I'm a long-time Windows developer, having cut my teeth on win32 and early COM. I've been working with .NET since 2001, so I'm pretty fluent in C# and the CLR. I'd never heard of Castle Windsor until I started participating in Stack Overflow. I've read the Castle Windsor "Getting Started" guide, but it's not clicking.

Teach this old dog new tricks, and tell me why I should be integrating Castle Windsor into my enterprise apps.

Best Solution

Castle Windsor is an inversion of control tool. There are others like it.

It can give you objects with pre-built and pre-wired dependencies right in there. An entire object graph created via reflection and configuration rather than the "new" operator.

Start here: http://tech.groups.yahoo.com/group/altdotnet/message/10434

Imagine you have an email sending class. EmailSender. Imagine you have another class WorkflowStepper. Inside WorkflowStepper you need to use EmailSender.

You could always say new EmailSender().Send(emailMessage);

but that - the use of new - creates a TIGHT COUPLING that is hard to change. (this is a tiny contrived example after all)

So what if, instead of newing this bad boy up inside WorkflowStepper, you just passed it into the constructor?

So then whoever called it had to new up the EmailSender.

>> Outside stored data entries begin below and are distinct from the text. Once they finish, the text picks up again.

// SPDX-License-Identifier: MPL-2.0
// This Source Code Form is subject to the terms of the Mozilla Public
// License, v. 2.0. If a copy of the MPL was not distributed with this
// file, You can obtain one at https://mozilla.org/MPL/2.0/.

//! Connection session: keeps one device's update stream alive.
//!
//! Each connection epoch follows the same sequence:
//!
//! ```text
//! refresh token if expired
//!        ↓
//! connect(endpoint with current token)        [Connecting]
//!        ↓  connect acknowledged
//! wait for any inbound event                  [AwaitingFirstMessage]
//!        ↓  first event seen → emit snapshot request (once)
//! drop deltas until the snapshot arrives      [AwaitingSnapshot]
//!        ↓  snapshot dispatched
//! forward deltas, send keep-alives            [Streaming]
//!        ↓  transport dropped / token expired
//! clear epoch flags, reconnect                [Disconnected]
//! ```
//!
//! The inbound events, the keep-alive timer and cancellation are all
//! multiplexed on the task that calls [`ConnectionSession::run`];
//! snapshot and delta callbacks run inline on that task.

mod config;
mod state;
#[cfg(test)]
pub(crate) mod testing;

pub use config::{ReconnectionPolicy, SessionConfig};
pub use state::{SessionHandle, SessionState};

use std::time::Duration;

use serde_json::Value;
use tokio::time::{Instant, Interval, MissedTickBehavior};

use crate::error::{ProtocolError, Result};
use crate::event::{EventBus, PipelineEvent};
use crate::protocol::{
    DELTA_EVENT, Endpoint, SNAPSHOT_EVENT, TokenProvider, Transport, TransportEvent,
};
use crate::subscription::UpdateSink;
use crate::types::Delta;

const MIN_PING_INTERVAL: Duration = Duration::from_millis(1);

/// How a connection epoch ended.
enum EpochEnd {
    /// The connection dropped; `established` if an inbound event had been
    /// seen on it.
    Disconnected { established: bool },
    Cancelled,
}

/// State machine over one transport, scoped to one device.
///
/// # Examples
///
/// ```no_run
/// use smartbox::protocol::{ApiSession, HttpConfig, SocketIoTransport};
/// use smartbox::session::{ConnectionSession, SessionConfig};
/// use smartbox::subscription::UpdateRouter;
/// use std::sync::Arc;
///
/// # async fn example() -> smartbox::Result<()> {
/// let api = Arc::new(ApiSession::login(HttpConfig::new("api-foo", "creds"), "user", "pw").await?);
/// let mut session = ConnectionSession::new(
///     SocketIoTransport::new(),
///     api,
///     "device-id",
///     SessionConfig::default(),
/// );
/// let router = UpdateRouter::new();
/// session.run(&router).await?;
/// # Ok(())
/// # }
/// ```
pub struct ConnectionSession<T, P> {
    transport: T,
    tokens: P,
    device_id: String,
    config: SessionConfig,
    handle: SessionHandle,
    events: EventBus,
}

impl<T: Transport, P: TokenProvider> ConnectionSession<T, P> {
    /// Creates a session for `device_id`.
    #[must_use]
    pub fn new(transport: T, tokens: P, device_id: impl Into<String>, config: SessionConfig) -> Self {
        Self {
            transport,
            tokens,
            device_id: device_id.into(),
            config,
            handle: SessionHandle::new(),
            events: EventBus::new(),
        }
    }

    /// Publishes state changes and dropped deltas on `events`.
    #[must_use]
    pub fn with_events(mut self, events: EventBus) -> Self {
        self.events = events;
        self
    }

    /// Returns a handle for cancelling and observing this session.
    #[must_use]
    pub fn handle(&self) -> SessionHandle {
        self.handle.clone()
    }

    /// Returns the current state.
    #[must_use]
    pub fn state(&self) -> SessionState {
        self.handle.state()
    }

    /// Returns the device this session is bound to.
    #[must_use]
    pub fn device_id(&self) -> &str {
        &self.device_id
    }

    /// Returns the session configuration.
    #[must_use]
    pub fn config(&self) -> &SessionConfig {
        &self.config
    }

    /// Returns the transport.
    #[must_use]
    pub fn transport(&self) -> &T {
        &self.transport
    }

    /// Returns the credential provider.
    #[must_use]
    pub fn tokens(&self) -> &P {
        &self.tokens
    }

    /// Requests cancellation. See [`SessionHandle::cancel`].
    pub fn cancel(&self) {
        self.handle.cancel();
    }

    fn endpoint(&self) -> Endpoint {
        Endpoint::new(
            &self.tokens.api_host(),
            &self.device_id,
            &self.tokens.access_token(),
        )
    }

    fn transition(&self, to: SessionState) {
        let from = self.handle.set_state(to);
        if from != to {
            tracing::debug!(%from, %to, "Session state changed");
            self.events.publish(PipelineEvent::StateChanged { from, to });
        }
    }

    /// Drives the session, forwarding snapshots and deltas to `sink`.
    ///
    /// Reconnects after every disconnect. Returns `Ok(())` once cancelled,
    /// or after [`SessionConfig::max_epochs`] epochs; in the latter case
    /// `run()` may be called again to drive further epochs.
    ///
    /// # Errors
    ///
    /// Returns the credential provider's error if a token refresh fails, or
    /// `ProtocolError::ReconnectExhausted` once the reconnection policy gives
    /// up. Transport errors on an established connection only cause a
    /// reconnect.
    pub async fn run(&mut self, sink: &impl UpdateSink) -> Result<()> {
        let period = self.config.ping_interval.max(MIN_PING_INTERVAL);
        let mut keep_alive = tokio::time::interval_at(Instant::now() + period, period);
        keep_alive.set_missed_tick_behavior(MissedTickBehavior::Skip);

        let mut epochs = 0u32;
        let mut failures = 0u32;

        loop {
            if self.handle.is_cancelled() {
                break;
            }
            if self.config.max_epochs.is_some_and(|max| epochs >= max) {
                tracing::debug!(epochs, "Epoch limit reached");
                return Ok(());
            }

            if self.tokens.has_token_expired() {
                tracing::info!("Token expired, refreshing before connecting");
            }
            self.tokens.refresh_if_needed().await?;

            self.transition(SessionState::Connecting);
            let endpoint = self.endpoint();
            tracing::debug!(device = %self.device_id, "Connecting");

            let connected = tokio::select! {
                biased;
                () = self.handle.cancelled() => None,
                result = self.transport.connect(&endpoint) => Some(result),
            };

            match connected {
                None => {
                    self.transport.disconnect().await;
                    break;
                }
                Some(Ok(())) => epochs += 1,
                Some(Err(e)) => {
                    failures += 1;
                    tracing::warn!(error = %e, attempt = failures, "Connection attempt failed");
                    self.transition(SessionState::Disconnected);
                    if !self.back_off(failures).await? {
                        break;
                    }
                    continue;
                }
            }

            match self.drive_epoch(sink, &mut keep_alive).await {
                EpochEnd::Cancelled => break,
                EpochEnd::Disconnected { established: true } => {
                    failures = 0;
                    self.transition(SessionState::Disconnected);
                }
                EpochEnd::Disconnected { established: false } => {
                    // A connection dropped before its first event counts as a failed attempt
                    failures += 1;
                    tracing::warn!(attempt = failures, "Connection closed before first message");
                    self.transition(SessionState::Disconnected);
                    if self.config.max_epochs.is_some_and(|max| epochs >= max) {
                        continue;
                    }
                    if !self.back_off(failures).await? {
                        break;
                    }
                }
            }
        }

        self.transition(SessionState::Closed);
        tracing::debug!(device = %self.device_id, "Session closed");
        Ok(())
    }

    /// Waits out the reconnection delay after `failures` consecutive failed
    /// attempts. Returns `Ok(false)` if cancelled while waiting.
    async fn back_off(&self, failures: u32) -> Result<bool> {
        if !self.config.reconnection.should_retry(failures) {
            return Err(ProtocolError::ReconnectExhausted { attempts: failures }.into());
        }
        let delay = self.config.reconnection.delay_for_attempt(failures - 1);
        tracing::debug!(?delay, "Waiting before reconnecting");
        tokio::select! {
            biased;
            () = self.handle.cancelled() => Ok(false),
            () = tokio::time::sleep(delay) => Ok(true),
        }
    }

    async fn drive_epoch(&mut self, sink: &impl UpdateSink, keep_alive: &mut Interval) -> EpochEnd {
        loop {
            let established = self.state().is_established();

            tokio::select! {
                biased;
                () = self.handle.cancelled() => {
                    self.transport.disconnect().await;
                    return EpochEnd::Cancelled;
                }
                event = self.transport.next_event() => {
                    if let Some(reason) = self.handle_event(event, sink).await {
                        tracing::info!(%reason, "Disconnected");
                        return EpochEnd::Disconnected {
                            established: self.state().is_established(),
                        };
                    }
                    if !established && self.state().is_established() {
                        // First keep-alive one full interval after the handshake
                        keep_alive.reset();
                    }
                }
                _ = keep_alive.tick(), if established => {
                    if let Some(reason) = self.send_keep_alive().await {
                        tracing::info!(%reason, "Disconnecting");
                        self.transport.disconnect().await;
                        return EpochEnd::Disconnected { established: true };
                    }
                }
            }
        }
    }

    async fn send_keep_alive(&mut self) -> Option<String> {
        if self.tokens.has_token_expired() {
            return Some("token expired".to_string());
        }
        match self.transport.send_keep_alive().await {
            Ok(()) => {
                tracing::debug!("Sent keep-alive");
                self.events.publish(PipelineEvent::KeepAliveSent);
                None
            }
            Err(e) => {
                tracing::warn!(error = %e, "Keep-alive failed");
                Some(format!("keep-alive failed: {e}"))
            }
        }
    }

    /// Applies one transport event. Returns the reason if the connection ended.
    async fn handle_event(&mut self, event: TransportEvent, sink: &impl UpdateSink) -> Option<String> {
        let (name, payload) = match event {
            TransportEvent::Disconnected { reason } => return Some(reason),
            TransportEvent::Connected => {
                tracing::debug!("Connection acknowledged");
                if self.state() == SessionState::Connecting {
                    self.transition(SessionState::AwaitingFirstMessage);
                }
                return None;
            }
            TransportEvent::Event { name, payload } => (name, payload),
        };

        if self.state() == SessionState::Connecting {
            // Transport skipped the acknowledgement
            self.transition(SessionState::AwaitingFirstMessage);
        }

        if self.state() == SessionState::AwaitingFirstMessage && name != SNAPSHOT_EVENT {
            tracing::debug!(event = %name, "First message received, requesting snapshot");
            if let Err(e) = self.transport.emit(SNAPSHOT_EVENT, None).await {
                tracing::warn!(error = %e, "Snapshot request failed");
                self.transport.disconnect().await;
                return Some(format!("snapshot request failed: {e}"));
            }
            self.transition(SessionState::AwaitingSnapshot);
        }

        match name.as_str() {
            SNAPSHOT_EVENT => self.on_snapshot(&payload.unwrap_or(Value::Null), sink),
            DELTA_EVENT => self.on_delta(payload, sink),
            other => tracing::trace!(event = other, "Ignoring event"),
        }
        None
    }

    fn on_snapshot(&self, snapshot: &Value, sink: &impl UpdateSink) {
        tracing::debug!(device = %self.device_id, "Received snapshot");
        if self.handle.dispatch(|| sink.on_snapshot(snapshot)).is_some()
            && self.state() != SessionState::Streaming
        {
            self.transition(SessionState::Streaming);
        }
    }

    fn on_delta(&self, payload: Option<Value>, sink: &impl UpdateSink) {
        if self.state() != SessionState::Streaming {
            let path = payload
                .as_ref()
                .and_then(|p| p.get("path"))
                .and_then(Value::as_str)
                .unwrap_or_default()
                .to_string();
            tracing::debug!(%path, "Snapshot not received yet, ignoring update");
            self.events.publish(PipelineEvent::DeltaDropped { path });
            return;
        }

        let Some(payload) = payload else {
            tracing::warn!("Discarding update without payload");
            return;
        };
        match Delta::from_value(payload) {
            Ok(delta) => {
                tracing::trace!(path = %delta.path(), "Received update");
                self.handle.dispatch(|| sink.on_delta(&delta));
            }
            Err(e) => tracing::warn!(error = %e, "Discarding malformed update"),
        }
    }
}

impl<T, P> std::fmt::Debug for ConnectionSession<T, P> {
    fn fmt(&self, f: &mut std::fmt::Formatter<'_>) -> std::fmt::Result {
        f.debug_struct("ConnectionSession")
            .field("device_id", &self.device_id)
            .field("config", &self.config)
            .field("handle", &self.handle)
            .finish_non_exhaustive()
    }
}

new WorkflowStepper(emailSender).Step()

Imagine you have hundreds of these little classes that only have one responsibility (google SRP).. and you use a few of them in WorkflowStepper:

new WorkflowStepper(emailSender, alertRegistry, databaseConnection).Step()

Imagine not worrying about the details of EmailSender when you are writing WorkflowStepper or AlertRegistry

You just worry about the concern you are working with.

Imagine this whole graph (tree) of objects and dependencies gets wired up at RUN TIME, so that when you do this:

WorkflowStepper stepper = Container.Get<WorkflowStepper>();

you get a real deal WorkflowStepper with all the dependencies automatically filled in where you need them.

There is no new

It just happens - because it knows what needs what.

And you can write fewer defects with better designed, DRY code in a testable and repeatable way.